[Collected data entries]
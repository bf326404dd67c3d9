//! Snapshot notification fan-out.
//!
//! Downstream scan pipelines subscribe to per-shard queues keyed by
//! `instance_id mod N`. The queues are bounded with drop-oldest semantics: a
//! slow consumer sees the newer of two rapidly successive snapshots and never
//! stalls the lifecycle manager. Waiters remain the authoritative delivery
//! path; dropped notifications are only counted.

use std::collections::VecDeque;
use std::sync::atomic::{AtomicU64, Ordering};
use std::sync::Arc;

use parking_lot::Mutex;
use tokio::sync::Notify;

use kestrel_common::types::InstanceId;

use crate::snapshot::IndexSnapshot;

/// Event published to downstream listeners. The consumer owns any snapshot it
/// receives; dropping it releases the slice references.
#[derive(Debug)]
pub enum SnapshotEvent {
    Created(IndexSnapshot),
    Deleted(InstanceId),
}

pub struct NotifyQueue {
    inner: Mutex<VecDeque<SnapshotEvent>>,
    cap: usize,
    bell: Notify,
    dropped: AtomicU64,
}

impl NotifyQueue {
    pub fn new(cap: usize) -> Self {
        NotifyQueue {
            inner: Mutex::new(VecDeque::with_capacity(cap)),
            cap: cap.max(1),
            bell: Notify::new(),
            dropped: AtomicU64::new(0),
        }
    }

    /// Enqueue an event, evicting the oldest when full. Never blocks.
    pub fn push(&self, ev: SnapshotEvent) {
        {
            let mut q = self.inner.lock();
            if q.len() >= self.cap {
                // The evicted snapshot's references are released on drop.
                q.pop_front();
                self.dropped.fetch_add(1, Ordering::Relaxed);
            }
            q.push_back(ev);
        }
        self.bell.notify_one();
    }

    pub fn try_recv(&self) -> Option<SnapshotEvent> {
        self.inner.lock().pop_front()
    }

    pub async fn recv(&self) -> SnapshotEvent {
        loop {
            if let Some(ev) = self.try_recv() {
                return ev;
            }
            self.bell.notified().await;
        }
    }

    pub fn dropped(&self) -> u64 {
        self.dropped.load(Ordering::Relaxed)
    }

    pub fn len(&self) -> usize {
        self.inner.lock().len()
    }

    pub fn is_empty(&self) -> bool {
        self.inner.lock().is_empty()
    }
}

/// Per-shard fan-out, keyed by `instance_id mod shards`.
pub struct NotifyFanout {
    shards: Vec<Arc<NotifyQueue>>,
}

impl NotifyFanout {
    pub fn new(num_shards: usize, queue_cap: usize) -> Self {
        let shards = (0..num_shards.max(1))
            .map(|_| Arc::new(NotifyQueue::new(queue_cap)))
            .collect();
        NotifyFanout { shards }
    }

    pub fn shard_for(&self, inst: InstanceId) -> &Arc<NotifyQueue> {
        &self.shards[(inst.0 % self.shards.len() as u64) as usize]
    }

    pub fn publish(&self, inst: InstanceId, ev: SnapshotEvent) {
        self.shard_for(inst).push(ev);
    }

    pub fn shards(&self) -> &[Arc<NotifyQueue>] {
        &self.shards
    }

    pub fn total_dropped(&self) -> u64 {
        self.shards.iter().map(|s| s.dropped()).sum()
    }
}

__Work request__
Every entry above should come back exactly as written.

__Answer section__
repository bf326404dd67c3d9
//! Snapshot notification fan-out.
//!
//! Downstream scan pipelines subscribe to per-shard queues keyed by
//! `instance_id mod N`. The queues are bounded with drop-oldest semantics: a
//! slow consumer sees the newer of two rapidly successive snapshots and never
//! stalls the lifecycle manager. Waiters remain the authoritative delivery
//! path; dropped notifications are only counted.

use std::collections::VecDeque;
use std::sync::atomic::{AtomicU64, Ordering};
use std::sync::Arc;

use parking_lot::Mutex;
use tokio::sync::Notify;

use kestrel_common::types::InstanceId;

use crate::snapshot::IndexSnapshot;

/// Event published to downstream listeners. The consumer owns any snapshot it
/// receives; dropping it releases the slice references.
#[derive(Debug)]
pub enum SnapshotEvent {
    Created(IndexSnapshot),
    Deleted(InstanceId),
}

pub struct NotifyQueue {
    inner: Mutex<VecDeque<SnapshotEvent>>,
    cap: usize,
    bell: Notify,
    dropped: AtomicU64,
}

impl NotifyQueue {
    pub fn new(cap: usize) -> Self {
        NotifyQueue {
            inner: Mutex::new(VecDeque::with_capacity(cap)),
            cap: cap.max(1),
            bell: Notify::new(),
            dropped: AtomicU64::new(0),
        }
    }

    /// Enqueue an event, evicting the oldest when full. Never blocks.
    pub fn push(&self, ev: SnapshotEvent) {
        {
            let mut q = self.inner.lock();
            if q.len() >= self.cap {
                // The evicted snapshot's references are released on drop.
                q.pop_front();
                self.dropped.fetch_add(1, Ordering::Relaxed);
            }
            q.push_back(ev);
        }
        self.bell.notify_one();
    }

    pub fn try_recv(&self) -> Option<SnapshotEvent> {
        self.inner.lock().pop_front()
    }

    pub async fn recv(&self) -> SnapshotEvent {
        loop {
            if let Some(ev) = self.try_recv() {
                return ev;
            }
            self.bell.notified().await;
        }
    }

    pub fn dropped(&self) -> u64 {
        self.dropped.load(Ordering::Relaxed)
    }

    pub fn len(&self) -> usize {
        self.inner.lock().len()
    }

    pub fn is_empty(&self) -> bool {
        self.inner.lock().is_empty()
    }
}

/// Per-shard fan-out, keyed by `instance_id mod shards`.
pub struct NotifyFanout {
    shards: Vec<Arc<NotifyQueue>>,
}

impl NotifyFanout {
    pub fn new(num_shards: usize, queue_cap: usize) -> Self {
        let shards = (0..num_shards.max(1))
            .map(|_| Arc::new(NotifyQueue::new(queue_cap)))
            .collect();
        NotifyFanout { shards }
    }

    pub fn shard_for(&self, inst: InstanceId) -> &Arc<NotifyQueue> {
        &self.shards[(inst.0 % self.shards.len() as u64) as usize]
    }

    pub fn publish(&self, inst: InstanceId, ev: SnapshotEvent) {
        self.shard_for(inst).push(ev);
    }

    pub fn shards(&self) -> &[Arc<NotifyQueue>] {
        &self.shards
    }

    pub fn total_dropped(&self) -> u64 {
        self.shards.iter().map(|s| s.dropped()).sum()
    }
}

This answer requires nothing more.